Task prompt
Every line below that carries the word "Option" needs to be copied.

Records from a dataset
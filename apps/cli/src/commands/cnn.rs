//! CNN classification training/validation command.

use super::{RunContext, print_json, print_report};
use anyhow::{Context, Result};
use colored::Colorize;
use launchpad_training::resources::DEFAULT_CTRL_PORT;
use launchpad_training::{
    ClassificationRun, ClusterResources, CnnModel, OptimizerArgs, StdoutProgressSink, parse_node_list,
    run_classification,
};
use serde::Serialize;
use serde_json::json;
use std::path::PathBuf;

#[derive(clap::Args, Debug, Clone, Serialize)]
#[command(rename_all = "snake_case")]
pub struct CnnArgs {
    #[arg(long, default_value_t = 1)]
    pub num_nodes: u32,

    #[arg(long, default_value_t = 1)]
    pub gpu_num_per_node: u32,

    /// Comma-separated node addresses; the first num_nodes are used
    #[arg(long)]
    pub node_ips: Option<String>,

    #[arg(long, default_value_t = 32)]
    pub batch_size_per_device: u32,

    #[arg(long, default_value_t = 32)]
    pub val_batch_size_per_device: u32,

    #[arg(long, default_value_t = 1_281_167)]
    pub num_examples: u64,

    #[arg(long, default_value_t = 50_000)]
    pub num_val_examples: u64,

    #[arg(long, default_value_t = 90)]
    pub num_epochs: u64,

    #[arg(long, value_enum, default_value_t = CnnModel::Resnet50)]
    pub model: CnnModel,

    /// Synthetic images are used when unset
    #[arg(long)]
    pub train_data_dir: Option<PathBuf>,

    /// Validation is skipped when unset
    #[arg(long)]
    pub val_data_dir: Option<PathBuf>,

    #[arg(long, default_value_t = 256)]
    pub train_data_part_num: u32,

    #[arg(long, default_value_t = 256)]
    pub val_data_part_num: u32,

    #[arg(long)]
    pub use_new_dataloader: bool,

    #[arg(long, default_value_t = 224)]
    pub image_size: u32,

    #[arg(long, default_value_t = 1000)]
    pub num_classes: u32,

    #[arg(long, default_value_t = 0.1)]
    pub label_smoothing: f64,

    #[arg(long, default_value_t = 1)]
    pub loss_print_every_n_iter: u64,

    #[arg(long)]
    pub log_dir: Option<PathBuf>,

    #[arg(long)]
    pub model_save_dir: Option<PathBuf>,

    #[arg(long)]
    pub model_load_dir: Option<PathBuf>,

    /// Save a snapshot after every epoch past this one
    #[arg(long, default_value_t = 140)]
    pub save_snapshot_after_epoch: u64,

    #[arg(long)]
    pub use_boxing_v2: bool,

    #[arg(long)]
    pub use_fp16: bool,

    #[command(flatten)]
    #[serde(flatten)]
    pub optimizer: OptimizerArgs,
}

impl CnnArgs {
    fn resources(&self) -> ClusterResources {
        if self.num_nodes > 1 {
            let nodes = self.node_ips.as_deref().map(parse_node_list).unwrap_or_default();
            ClusterResources::multi_node(self.num_nodes, self.gpu_num_per_node, nodes)
                .with_ctrl_port(DEFAULT_CTRL_PORT)
        } else {
            ClusterResources::single_node(self.gpu_num_per_node)
        }
    }

    pub fn to_run(&self, ctx: &RunContext) -> Result<ClassificationRun> {
        let layout = ctx.layout(self.model_save_dir.clone(), self.log_dir.clone());
        let mut args = serde_json::to_value(self)?;
        args["model_save_dir"] = json!(layout.model_save_dir());
        args["log_dir"] = json!(layout.log_dir());

        Ok(ClassificationRun {
            resources: self.resources(),
            model: self.model,
            batch_size_per_device: self.batch_size_per_device,
            val_batch_size_per_device: self.val_batch_size_per_device,
            num_examples: self.num_examples,
            num_val_examples: self.num_val_examples,
            num_epochs: self.num_epochs,
            train_data_dir: self.train_data_dir.clone(),
            train_data_part_num: self.train_data_part_num,
            val_data_dir: self.val_data_dir.clone(),
            val_data_part_num: self.val_data_part_num,
            use_new_dataloader: self.use_new_dataloader,
            image_size: self.image_size,
            num_classes: self.num_classes,
            label_smoothing: self.label_smoothing,
            loss_print_every_n_iter: self.loss_print_every_n_iter,
            save_snapshot_after_epoch: self.save_snapshot_after_epoch,
            use_boxing_v2: self.use_boxing_v2,
            use_fp16: self.use_fp16,
            optimizer: self.optimizer.clone(),
            model_load_dir: self.model_load_dir.clone(),
            layout,
            args,
        })
    }
}

pub async fn execute(args: CnnArgs, ctx: &RunContext) -> Result<()> {
    let run = args.to_run(ctx)?;

    if ctx.dry_run {
        let train_job = run.train_job().context("Failed to build the training job")?;
        return print_json(&json!({
            "train_job": train_job,
            "eval_job": run.eval_job(),
            "function_config": train_job.function_config.to_framework_value(),
            "env": run.env_config(),
            "train_batch_size": run.train_batch_size(),
            "epoch_size": run.epoch_size(),
            "num_val_steps": run.num_val_steps(),
        }));
    }

    if run.train_data_dir.is_none() {
        println!("{}", "No --train_data_dir given, training on synthetic images.".yellow());
    }

    let backend = ctx.backend()?;
    let report = run_classification(backend.as_ref(), &run, &StdoutProgressSink)
        .await
        .context("Classification training failed")?;
    print_report("Training complete", &report);
    Ok(())
}
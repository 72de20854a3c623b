//! Cluster topology: how many nodes, how many devices per node, and where
//! the nodes live.

use crate::error::{TrainingError, TrainingResult};
use serde::{Deserialize, Serialize};

/// Control port used for multi-node runs.
pub const DEFAULT_CTRL_PORT: u16 = 12138;

/// A single machine in a multi-node run.
#[derive(Debug, Clone, PartialEq, Eq, Serialize, Deserialize)]
pub struct NodeAddr {
    pub addr: String,
}

impl NodeAddr {
    #[must_use]
    pub fn new(addr: impl Into<String>) -> Self {
        Self { addr: addr.into() }
    }
}

/// Parse a comma separated node list such as `"10.0.0.1, 10.0.0.2"`.
///
/// Surrounding whitespace and empty entries are dropped.
#[must_use]
pub fn parse_node_list(list: &str) -> Vec<NodeAddr> {
    list.trim()
        .split(',')
        .map(str::trim)
        .filter(|s| !s.is_empty())
        .map(NodeAddr::new)
        .collect()
}

#[derive(Debug, Clone, PartialEq, Eq, Serialize, Deserialize)]
pub struct ClusterResources {
    pub node_num: u32,
    pub gpu_num_per_node: u32,
    #[serde(default)]
    pub nodes: Vec<NodeAddr>,
    #[serde(default)]
    pub ctrl_port: Option<u16>,
}

impl ClusterResources {
    #[must_use]
    pub fn single_node(gpu_num_per_node: u32) -> Self {
        Self { node_num: 1, gpu_num_per_node, nodes: Vec::new(), ctrl_port: None }
    }

    #[must_use]
    pub fn multi_node(node_num: u32, gpu_num_per_node: u32, nodes: Vec<NodeAddr>) -> Self {
        Self { node_num, gpu_num_per_node, nodes, ctrl_port: None }
    }

    #[must_use]
    pub fn with_ctrl_port(mut self, port: u16) -> Self {
        self.ctrl_port = Some(port);
        self
    }

    #[must_use]
    pub fn total_device_num(&self) -> u64 {
        u64::from(self.node_num) * u64::from(self.gpu_num_per_node)
    }

    #[must_use]
    pub fn global_batch_size(&self, batch_size_per_device: u32) -> u64 {
        self.total_device_num() * u64::from(batch_size_per_device)
    }

    #[must_use]
    pub fn is_multi_node(&self) -> bool {
        self.node_num > 1
    }

    /// The machines that take part in the run: the first `node_num` addresses,
    /// or nothing for a single-node run.
    #[must_use]
    pub fn machines(&self) -> Vec<NodeAddr> {
        if !self.is_multi_node() {
            return Vec::new();
        }
        self.nodes.iter().take(self.node_num as usize).cloned().collect()
    }

    pub fn validate(&self) -> TrainingResult<()> {
        if self.node_num == 0 {
            return Err(TrainingError::invalid("node_num must be >= 1"));
        }
        if self.gpu_num_per_node == 0 {
            return Err(TrainingError::invalid("gpu_num_per_node must be >= 1"));
        }
        if self.is_multi_node() && self.nodes.len() < self.node_num as usize {
            return Err(TrainingError::invalid(format!(
                "node_num is {} but only {} node address(es) were given",
                self.node_num,
                self.nodes.len()
            )));
        }
        Ok(())
    }
}
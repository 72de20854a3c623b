//! Configuration module for Launchpad Core.

pub mod cli_config;

pub use cli_config::{CliConfig, CliConfigError, CliConfigResult};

Worked solution
    pub node_ips: Option<String>,
    pub train_data_dir: Option<PathBuf>,
    pub val_data_dir: Option<PathBuf>,
    pub log_dir: Option<PathBuf>,
    pub model_save_dir: Option<PathBuf>,
    pub model_load_dir: Option<PathBuf>,
    pub ctrl_port: Option<u16>,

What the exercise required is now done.